• _Source material_
________

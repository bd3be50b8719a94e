use async_trait::async_trait;
use popcorn_models::{MovieDetail, MovieSummary};
use crate::error::SourceError;

/// Remote movie database: one request per call, no retries, no caching.
#[async_trait]
pub trait MovieSearchClient: Send + Sync {
    /// Search by free-text title. Results keep the provider's ordering.
    async fn search(&self, term: &str) -> Result<Vec<MovieSummary>, SourceError>;

    /// Full record for a single movie id.
    async fn get_details(&self, id: &str) -> Result<MovieDetail, SourceError>;
}
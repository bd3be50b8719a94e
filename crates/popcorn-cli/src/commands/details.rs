use super::{spinner, AppContext};
use crate::output::Output;
use color_eyre::Result;
use popcorn_core::DetailFailure;
use popcorn_sources::{MovieSearchClient, SourceError};

pub async fn run_details(id: &str, output: &Output) -> Result<()> {
    let ctx = AppContext::load()?;
    let client = ctx.client()?;
    let watched = ctx.watched_store();

    let progress = spinner(output, &format!("Fetching {}...", id));
    let outcome = client.get_details(id).await;
    progress.finish_and_clear();

    match outcome {
        Ok(detail) => {
            let rating = watched.get(&detail.id).map(|entry| entry.user_rating);
            output.detail(&detail, rating);
            Ok(())
        }
        Err(SourceError::NotFound(message)) => {
            output.warn(DetailFailure::NotFound(message).to_string());
            Ok(())
        }
        Err(e) => {
            tracing::warn!(id = %id, "Failed to fetch movie details: {}", e);
            Err(color_eyre::eyre::eyre!("{}", DetailFailure::Transport))
        }
    }
}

________

The answer must be every line of the records that holds the string "message".

        Err(SourceError::NotFound(message)) => {
            output.warn(DetailFailure::NotFound(message).to_string());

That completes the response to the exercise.